DATA:

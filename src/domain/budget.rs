//! Budgets, their ordered categories, and expenses.
//!
//! Spent amounts are always summed from expense rows; budgets and
//! categories store only what the user allocated.

use chrono::{DateTime, NaiveDate, Utc};
use rust_decimal::Decimal;
use serde::{Deserialize, Serialize};
use std::collections::HashMap;

use super::error::PaisaError;
use super::money::{self, AMOUNT_DIGITS, check_money};

pub const RECENT_EXPENSES: usize = 20;

#[derive(Debug, Clone, PartialEq, Serialize)]
pub struct Budget {
    pub id: i64,
    pub user_id: i64,
    pub name: String,
    pub total_amount: Decimal,
    pub start_date: NaiveDate,
    pub end_date: NaiveDate,
    pub is_active: bool,
    pub created_at: DateTime<Utc>,
}

#[derive(Debug, Clone, PartialEq, Serialize)]
pub struct BudgetCategory {
    pub id: i64,
    pub budget_id: i64,
    pub name: String,
    pub allocated_amount: Decimal,
    pub position: i64,
}

#[derive(Debug, Clone, PartialEq, Serialize)]
pub struct Expense {
    pub id: i64,
    pub user_id: i64,
    pub category_id: Option<i64>,
    pub description: String,
    pub amount: Decimal,
    pub date: NaiveDate,
    pub is_recurring: bool,
    pub created_at: DateTime<Utc>,
}

#[derive(Debug, Clone, PartialEq, Deserialize)]
pub struct NewCategory {
    pub name: String,
    #[serde(default)]
    pub allocated_amount: Decimal,
}

#[derive(Debug, Clone, PartialEq, Deserialize)]
pub struct NewBudget {
    pub name: String,
    pub total_amount: Decimal,
    pub start_date: NaiveDate,
    pub end_date: NaiveDate,
    #[serde(default)]
    pub categories: Vec<NewCategory>,
}

impl NewBudget {
    pub fn validate(&self, today: NaiveDate) -> Result<(), PaisaError> {
        if self.name.trim().is_empty() {
            return Err(PaisaError::validation("name", "cannot be empty"));
        }
        if self.total_amount <= Decimal::ZERO {
            return Err(PaisaError::validation("total_amount", "must be greater than zero"));
        }
        check_money("total_amount", self.total_amount, AMOUNT_DIGITS)?;
        if self.start_date >= self.end_date {
            return Err(PaisaError::validation("end_date", "End date must be after start date."));
        }
        if self.start_date < today {
            return Err(PaisaError::validation(
                "start_date",
                "Start date cannot be in the past.",
            ));
        }
        for category in &self.categories {
            if category.name.trim().is_empty() {
                return Err(PaisaError::validation("categories", "category name cannot be empty"));
            }
            if category.allocated_amount < Decimal::ZERO {
                return Err(PaisaError::validation(
                    "categories",
                    format!("allocation for '{}' cannot be negative", category.name),
                ));
            }
            check_money("categories", category.allocated_amount, AMOUNT_DIGITS)?;
        }
        Ok(())
    }

    /// Fill in zero-allocation defaults when the user supplied no categories.
    pub fn with_default_categories(mut self, defaults: &[String]) -> Self {
        if self.categories.is_empty() {
            self.categories = defaults
                .iter()
                .map(|name| NewCategory {
                    name: name.clone(),
                    allocated_amount: Decimal::ZERO,
                })
                .collect();
        }
        self
    }
}

#[derive(Debug, Clone, PartialEq, Deserialize)]
pub struct NewExpense {
    pub description: String,
    pub amount: Decimal,
    pub date: NaiveDate,
    #[serde(default)]
    pub category_id: Option<i64>,
    #[serde(default)]
    pub is_recurring: bool,
}

impl NewExpense {
    pub fn validate(&self) -> Result<(), PaisaError> {
        if self.description.trim().is_empty() {
            return Err(PaisaError::validation("description", "cannot be empty"));
        }
        if self.description.chars().count() > 200 {
            return Err(PaisaError::validation("description", "must be at most 200 characters"));
        }
        if self.amount <= Decimal::ZERO {
            return Err(PaisaError::InvalidAmount {
                reason: "expense amount must be greater than zero".into(),
            });
        }
        check_money("amount", self.amount, AMOUNT_DIGITS)?;
        Ok(())
    }
}

#[derive(Debug, Clone, PartialEq, Serialize)]
pub struct CategoryOverview {
    pub category: BudgetCategory,
    pub spent_amount: Decimal,
    pub remaining: Decimal,
}

#[derive(Debug, Clone, PartialEq, Serialize)]
pub struct BudgetOverview {
    pub budget: Budget,
    pub categories: Vec<CategoryOverview>,
    pub spent_amount: Decimal,
}

pub fn spent_by_category<'a, I>(expenses: I) -> Result<HashMap<i64, Decimal>, PaisaError>
where
    I: IntoIterator<Item = &'a Expense>,
{
    let mut totals: HashMap<i64, Decimal> = HashMap::new();
    for expense in expenses {
        if let Some(category_id) = expense.category_id {
            let total = totals.entry(category_id).or_default();
            *total = money::add(*total, expense.amount)?;
        }
    }
    Ok(totals)
}

pub fn build_overview(
    budget: Budget,
    mut categories: Vec<BudgetCategory>,
    spent: &HashMap<i64, Decimal>,
) -> Result<BudgetOverview, PaisaError> {
    categories.sort_by_key(|c| c.position);
    let categories = categories
        .into_iter()
        .map(|category| {
            let spent_amount = spent.get(&category.id).copied().unwrap_or_default();
            Ok(CategoryOverview {
                remaining: money::sub(category.allocated_amount, spent_amount)?,
                spent_amount,
                category,
            })
        })
        .collect::<Result<Vec<CategoryOverview>, PaisaError>>()?;
    let spent_amount = money::sum(categories.iter().map(|c| c.spent_amount))?;
    Ok(BudgetOverview {
        budget,
        categories,
        spent_amount,
    })
}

WHAT YOU NEED TO DO: Report every line containing the word "super" from the listing above.

ANSWER TO THIS TASK:
use super::error::PaisaError;
use super::money::{self, AMOUNT_DIGITS, check_money};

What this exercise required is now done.